Wright did not return calls regarding the investigation.
“We’re at a point in the investigation where we’re hopeful for the recovery of Mary Christine Chapa because she’s going to be the primary witness at this point in time,” Chuck Smith, deputy executive director of Equality Texas, told the Washington Blade. He noted the group is staying in touch with the Justice Department and the FBI as the investigation unfolds.
“I think the general reaction, both in the Portland area as well as in the larger community is one of shock,” Smith told the Blade. “Portland is a small town, they haven’t had a murder in two years, so it is certainly unusual for the city of Portland to have a violent crime like this. It is also unusual fortunately, to have this type of crime anywhere in the state that’s this violent in nature.”
“They apparently do not have evidence either way whether or not the crime was motivated by bias,” Smith added. “The surviving victim is going to be an important part of helping solve that investigation.”
Smith encouraged anyone with information about the incident to contact the Portland Police Department.
Vigils were planned to call attention to the shooting in San Francisco on Wednesday, as well as planned observances Friday in Portland, where the shooting took place, and Washington, D.C, at 6:00 p.m. at Dupont Circle.
“Whether or not it was a hate crime, it was a crime against humanity and for that reason alone we must stand up as a human family and support all who are in mourning,” said Michael Diviesti, Texas co-state lead organizer for grassroots LGBT group GetEQUAL, in a statement. “When something like this happens to one of us, it happens to all of us.”
GetEqual is maintaining a hub for information regarding the many local vigils being planned at a portal located at getequaltx.org/vigil.

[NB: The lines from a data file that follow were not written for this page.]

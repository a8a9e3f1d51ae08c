use serde::Deserialize;

use crate::config::ConnectorConfig;
use crate::errors::Error;

/// Validated Twilio credential material served by the connector.
/// Built once per fetch and discarded after use; nothing is cached.
#[derive(Debug, Clone, PartialEq, Eq)]
pub struct CredentialBundle {
    pub account_sid: String,
    pub api_key: String,
    pub api_key_secret: String,
    pub phone_number: Option<String>,
}

#[derive(Debug, Default, Deserialize)]
pub struct ConnectorResponse {
    #[serde(default)]
    pub items: Vec<ConnectorItem>,
}

#[derive(Debug, Default, Deserialize)]
pub struct ConnectorItem {
    #[serde(default)]
    pub settings: ConnectorSettings,
}

#[derive(Debug, Default, Deserialize)]
pub struct ConnectorSettings {
    pub account_sid: Option<String>,
    pub api_key: Option<String>,
    pub api_key_secret: Option<String>,
    pub phone_number: Option<String>,
}

/// Client for the Replit connector registry that stores the Twilio
/// account's credentials.
pub struct ConnectorClient {
    config: ConnectorConfig,
    client: reqwest::Client,
}

impl ConnectorClient {
    pub fn new(config: ConnectorConfig) -> Self {
        Self {
            config,
            client: reqwest::Client::new(),
        }
    }

    /// Fetch the Twilio connection settings and validate them into a
    /// [`CredentialBundle`]. Transport failures propagate to the
    /// caller; there is no retry.
    pub async fn fetch_credentials(&self) -> Result<CredentialBundle, Error> {
        let hostname = self.config.connector_hostname()?;
        let token = self.config.replit_token()?;

        tracing::debug!(hostname, "fetching Twilio connection settings");

        let url = format!(
            "https://{hostname}/api/v2/connection?include_secrets=true&connector_names=twilio"
        );
        let response: ConnectorResponse = self
            .client
            .get(&url)
            .header("Accept", "application/json")
            .header("X_REPLIT_TOKEN", token)
            .send()
            .await?
            .error_for_status()?
            .json()
            .await?;

        let bundle = CredentialBundle::from_response(response)?;
        tracing::debug!(
            account_sid = %bundle.account_sid,
            has_phone_number = bundle.phone_number.is_some(),
            "Twilio credentials validated"
        );
        Ok(bundle)
    }
}

impl CredentialBundle {
    /// Takes the first connector item and checks that every required
    /// field is present and non-empty.
    pub fn from_response(response: ConnectorResponse) -> Result<Self, Error> {
        let item = response.items.into_iter().next().ok_or_else(|| {
            Error::NotConnected("connector returned no Twilio connection".to_string())
        })?;
        let settings = item.settings;

        Ok(Self {
            account_sid: require(settings.account_sid, "account_sid")?,
            api_key: require(settings.api_key, "api_key")?,
            api_key_secret: require(settings.api_key_secret, "api_key_secret")?,
            phone_number: settings.phone_number.filter(|p| !p.is_empty()),
        })
    }
}

fn require(value: Option<String>, field: &str) -> Result<String, Error> {
    value
        .filter(|v| !v.is_empty())
        .ok_or_else(|| Error::NotConnected(format!("missing {field} in connector settings")))
}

“[The vigil] was initiated by friends of the victims, but it has quickly grown to be of interest to advocacy organizations and advocacy groups all across the state, and I think that is particularly important in terms of the coastal area that includes Corpus Christi, because historically it’s not been an easy place for LGBT people to organize in some respects because people don’t have the level of self-safety in order to be out and open,” Equality Texas’s Smith told the Blade of the Portland vigil, saying the organization will participate and observe, but is not organizing the event. “There is some level of trepidation in that area in terms of being out all the time.”
“I’m pleased to see that it motivates people to speak up,” Smith continued. “I would like to see people be involved all the time, not just when horrendous crimes like this occur. If it is violence against LGBT people that motivates people to wake up and recognize that they can’t just sit on the sidelines and expect other people to work and advance our movement, then on some levels it’s a good thing.”
According to Portland police, a spent shell casing from a handgun matching the bullets that killed Olgin was found at the scene, indicating, according to the release, the shooting occurred at the scene.
The news comes at a time when the Texas LGBT community — particularly along the Gulf Coast — continues to face hostility.
Last year in Corpus Christi, the ACLU intervened on behalf of students after the Flour Bluff Independent School District denied the students’ request to form a gay-straight alliance at the school and school administrators attempted to shut down all extracurricular activities rather than let the GSA form. The school board intervened and the clubs were again allowed in the school, including the GSA.
The news also comes the same week the Texas Republican Party published an anti-gay party platform, writing, in part, “We affirm that the practice of homosexuality tears at the fabric of society and contributes to the breakdown of the family unit. Homosexual behavior is contrary to the fundamental, unchanging truths that have been ordained by God, recognized by our country’s founders, and shared by the majority of Texans. Homosexuality must not be presented as an acceptable ‘alternative’ lifestyle, in public policy, nor should ‘family’ be redefined to include homosexual ‘couples.’ We believe there should be no granting of special legal entitlements or creation of special status for homosexual behavior, regardless of state of origin. Additionally, we oppose any criminal or civil penalties against those who oppose homosexuality out of faith, conviction or belief in traditional values.”
The platform also calls for the passage of the Federal Marriage Amendment, the repeal of any domestic partnership or civil union legislation anywhere in the country, and states its opposition to the Employment Non-Discrimination Act.
According to Smith, Equality Texas does not operate a specific statewide hate crime reporting mechanism where Texans can seek assistance in dealing with a case of anti-LGBT bias crime or discrimination.
“It’s sort of more done on the local level,” Smith said, saying that while Equality participates in community-based hate crime task forces, and some police departments have hate crime liaisons, the system is a “hodge podge” that causes problems throughout Texas. “While we do have a statewide hate crimes law, it has not been adequately implemented. Law enforcement has not had the level of training that one would need or expect to have in order for law enforcement jurisdictions across the state to adequately enforce and use the law.”